Василий Алексеевич был либерал и прогрессист, хотя ни он, ни кто другой тогда этих слов не употреблял. Он ненавидел рабство и жаждал коренного изменения в нашем государственном строе, сочувствовал либеральному движению в Европе, скорбел о неудачных попытках итальянских патриотов и радостно приветствовал первые порывы к свободе в Греции. Я не отставал от него — по части энтузиазма, конечно, а не осмысленности взглядов и стремлений. После одной из бесед с ним, воодушевленный последними вестями из Греции, я провел ночь в сочинении проекта воззвания к восставшим грекам от имени их героя-вождя Ипсиланти. На следующее утро я прочел воззвание Василию Алексеевичу. Он с простодушием юноши увлекся моей мечтой и, в свою очередь, предлагал разные дополнения и изменения к моему проекту.
А как хороши были наши беседы в загородном саду Должиковых! Василий Алексеевич сам его распланировал, насадил и с любовью следил за каждым деревом и кустом. Сад находился недалеко от Острогожска. В летние и весенние вечера мы часто отправлялись туда с ним вдвоем, располагались на траве под молодым дубком или яблонью — и куда, куда только не заносились в мечтах! Я, по обыкновению, углублялся в лабиринт запутанных отвлеченностей, а он с тактом выводил меня на путь трезвой действительности и исторической правды.

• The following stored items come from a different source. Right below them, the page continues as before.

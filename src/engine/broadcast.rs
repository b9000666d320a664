// Copyright (c) 2025 Steve Wagner (ciroque@live.com)
// SPDX-License-Identifier: MIT

//! Broadcast: one physical read of a source fanned out to `k` outputs.
//!
//! Outputs started under the same [`Context`] share a hub: a pump task that
//! reads the source once and pushes every element into one bounded queue per
//! output. A slow output only backs up its own queue until that queue is full,
//! at which point the shared read waits for it.
//!
//! The hub lives in a [`ContextRegistry`] entry created with `k` reserved
//! references. Each output releases its reference when it ends, is cancelled or
//! is dropped, disposing its own queue so siblings keep flowing; the last
//! release cancels the pump. When every started output has left while the pump
//! is still feeding outputs that were never started, the hub is torn down
//! anyway so the read does not outlive its consumers. Otherwise outputs that
//! are never started are reclaimed once their context is gone. The hub keeps the source
//! unstarted until the first pull, so an idle entry never pins its context.

use std::sync::atomic::{AtomicBool, AtomicUsize, Ordering};
use std::sync::Arc;

use async_trait::async_trait;
use parking_lot::Mutex;
use tokio_util::sync::CancellationToken;
use tracing::Instrument;

use crate::config::consts::DEFAULT_BROADCAST_CAPACITY;
use crate::engine::context::{Context, ContextId};
use crate::engine::cursor::{Producer, ProducerCursor};
use crate::engine::queue::BoundedQueue;
use crate::engine::registry::{ContextRegistry, Lease, SharedState};
use crate::engine::sources::fail;
use crate::engine::task::BackgroundTask;
use crate::errors::{SequenceError, SequenceResult};
use crate::observability::messages::fan_out::{PumpFinished, PumpStarted};
use crate::observability::messages::StructuredLog;
use crate::traits::{BoxCursor, CursorExt, Element, Sequence, SequenceRef, Step, StopFuture};

pub(crate) type Queues<T> = Arc<Vec<Arc<BoundedQueue<T>>>>;

/// Per-context multiplexer shared by every output of one broadcast.
struct Hub<T: Element> {
    context: ContextId,
    queues: Queues<T>,
    claimed: Vec<AtomicBool>,
    live: AtomicUsize,
    source: Mutex<Option<SequenceRef<T>>>,
    pump: BackgroundTask,
}

impl<T: Element> Hub<T> {
    fn new(context: &Context, source: SequenceRef<T>, outputs: usize, capacity: usize) -> Self {
        Self {
            context: context.id(),
            queues: Arc::new((0..outputs).map(|_| BoundedQueue::shared(capacity)).collect()),
            claimed: (0..outputs).map(|_| AtomicBool::new(false)).collect(),
            live: AtomicUsize::new(0),
            source: Mutex::new(Some(source)),
            pump: BackgroundTask::new(),
        }
    }

    /// Mark output `index` as started. False if it already was.
    fn claim(&self, index: usize) -> bool {
        let fresh = !self.claimed[index].swap(true, Ordering::AcqRel);
        if fresh {
            self.live.fetch_add(1, Ordering::AcqRel);
        }
        fresh
    }

    /// A started output left. True if it was the last one still attached.
    fn depart(&self) -> bool {
        self.live.fetch_sub(1, Ordering::AcqRel) == 1
    }

    /// The pump is still pushing into queues nobody has left yet.
    fn is_feeding(&self) -> bool {
        self.pump.is_running() && self.queues.iter().any(|queue| !queue.is_closed())
    }

    fn queue(&self, index: usize) -> &Arc<BoundedQueue<T>> {
        &self.queues[index]
    }

    fn launch(&self, context: &Context) {
        let Some(source) = self.source.lock().take() else {
            return;
        };
        let source = source.start(context);
        let queues = self.queues.clone();
        let context = self.context;
        self.pump
            .ensure_launched(move |token| pump("broadcast", context, source, queues, token));
    }

    fn is_torn_down(&self) -> bool {
        self.pump.token().is_cancelled()
    }
}

impl<T: Element> SharedState for Hub<T> {
    fn teardown(&self) {
        self.pump.cancel();
        self.source.lock().take();
        for queue in self.queues.iter() {
            queue.dispose();
        }
    }
}

/// Read `source` once and copy every element into each open queue. Winds
/// down on its own once no queue is left open.
pub(crate) async fn pump<T: Element>(
    operator: &'static str,
    context: ContextId,
    source: BoxCursor<T>,
    queues: Queues<T>,
    token: CancellationToken,
) {
    let started = PumpStarted {
        operator,
        context,
        outputs: queues.len(),
    };
    let span = started.span("fan_out_pump");
    started.log();

    async move {
        let mut delivered = 0;
        let outcome = loop {
            if token.is_cancelled() {
                for queue in queues.iter() {
                    queue.dispose();
                }
                break "cancelled";
            }
            match source.next_step(&token).await {
                Step::Value(value) => {
                    for queue in queues.iter() {
                        if !queue.is_closed() {
                            // a disposed queue only means that consumer left
                            let _ = queue.push_with(value.clone(), &token).await;
                        }
                    }
                    delivered += 1;
                    if queues.iter().all(|queue| queue.is_closed()) {
                        break "abandoned";
                    }
                }
                Step::End => {
                    for queue in queues.iter() {
                        queue.complete();
                    }
                    break "completed";
                }
                Step::Error(err) => {
                    for queue in queues.iter() {
                        queue.fail(err.clone());
                    }
                    break "failed";
                }
                Step::Cancelled => {
                    for queue in queues.iter() {
                        queue.dispose();
                    }
                    break "cancelled";
                }
            }
        };

        futures::future::join_all(source.stop()).await;
        PumpFinished {
            operator,
            context,
            delivered,
            outcome,
        }
        .log();
    }
    .instrument(span)
    .await
}

struct Subscriber<T: Element> {
    lease: Lease<Hub<T>>,
    context: Context,
    index: usize,
    left: AtomicBool,
}

impl<T: Element> Subscriber<T> {
    fn leave(&self) {
        if self.left.swap(true, Ordering::AcqRel) {
            return;
        }
        let hub = self.lease.state();
        hub.queue(self.index).dispose();
        if hub.depart() && hub.is_feeding() {
            self.lease.evict();
        } else {
            self.lease.release();
        }
    }
}

impl<T: Element> Drop for Subscriber<T> {
    fn drop(&mut self) {
        self.leave();
    }
}

#[async_trait]
impl<T: Element> Producer<T> for Subscriber<T> {
    async fn next(&self, cancel: &CancellationToken) -> SequenceResult<Option<T>> {
        let hub = self.lease.state();
        hub.launch(&self.context);
        hub.queue(self.index).pop(cancel).await
    }

    fn cancel(&self) {
        self.leave();
    }

    fn stop(&self) -> Vec<StopFuture> {
        self.cancel();
        let hub = self.lease.state();
        if hub.is_torn_down() {
            hub.pump.stop_future().into_iter().collect()
        } else {
            Vec::new()
        }
    }
}

struct Output<T: Element> {
    registry: Arc<ContextRegistry<Hub<T>>>,
    source: SequenceRef<T>,
    index: usize,
    outputs: usize,
    capacity: usize,
}

impl<T: Element> Sequence<T> for Output<T> {
    fn start(&self, context: &Context) -> BoxCursor<T> {
        let lease = self.registry.attach_reserved(context, self.outputs, || {
            Hub::new(context, self.source.clone(), self.outputs, self.capacity)
        });

        if !lease.state().claim(self.index) {
            lease.forget();
            return fail(SequenceError::DuplicateSubscriber { index: self.index }).start(context);
        }

        ProducerCursor::boxed(
            "broadcast",
            Subscriber {
                lease,
                context: context.clone(),
                index: self.index,
                left: AtomicBool::new(false),
            },
        )
    }
}

/// Split `source` into `outputs` sequences backed by one shared read per
/// context, with a per-output queue of `capacity`.
pub fn broadcast_with<T: Element>(
    source: SequenceRef<T>,
    outputs: usize,
    capacity: usize,
) -> Vec<SequenceRef<T>> {
    let registry = ContextRegistry::new("broadcast");
    (0..outputs)
        .map(|index| {
            Arc::new(Output {
                registry: registry.clone(),
                source: source.clone(),
                index,
                outputs,
                capacity,
            }) as SequenceRef<T>
        })
        .collect()
}

pub fn broadcast<T: Element>(source: SequenceRef<T>, outputs: usize) -> Vec<SequenceRef<T>> {
    broadcast_with(source, outputs, DEFAULT_BROADCAST_CAPACITY)
}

В заключение добрый Василий Алексеевич вспоминал, что шестнадцатилетний юноша с ненасытным желудком никогда не отказывается от приправы духовной пищи земными плодами, и снабжал меня на возвратный путь разнообразными произведениями своего сада, смотря по времени года.
Должиков был одно время городским головой в Острогожске и успел сделать много полезного. Он особенно заботился об улучшении быта беднейших жителей. Кому была нужда в помощи или защите, никогда не прибегал к нему напрасно. Зато и любили же его бедные и угнетенные! Но среди собственного купеческого сословия у него было много врагов. Неласково смотрели на него и губернские власти: он с ними был в открытой оппозиции, ратуя за интересы города. В конце концов эти две темные силы — купеческий и чиновничий люд — соединились, чтобы сломить его. С помощью клеветы и разных каверз им удалось притянуть Должикова к суду. Он должен был сложить с себя звание головы, но не смирился и, когда отчаялся в правосудии воронежских и рязанских судей, производивших его дело, перенес последнее в Москву.
Семья Должиковых представляла картину редкого домашнего счастья. Жена Василия Алексеевича, Прасковья Михайловна, была точно нарочно для него создана. В ней любящее сердце шло об руку с тонким, удивительно здравым умом. Сдержанная, немного холодная, даже величавая в обращении, она с первого взгляда производила то впечатление, что к ней нелегко подступиться. И, действительно, она не давала даром своего расположения, была разборчива в выборе не только друзей, но и знакомых. Если же вы раз получали доступ в ее дом, то всегда уже находили там самый радушный и искренний прием. Разговор с ней был не только приятен, но и поучителен. Усеянный блесками юмора и оригинальных мыслей, он доставлял истинное наслаждение.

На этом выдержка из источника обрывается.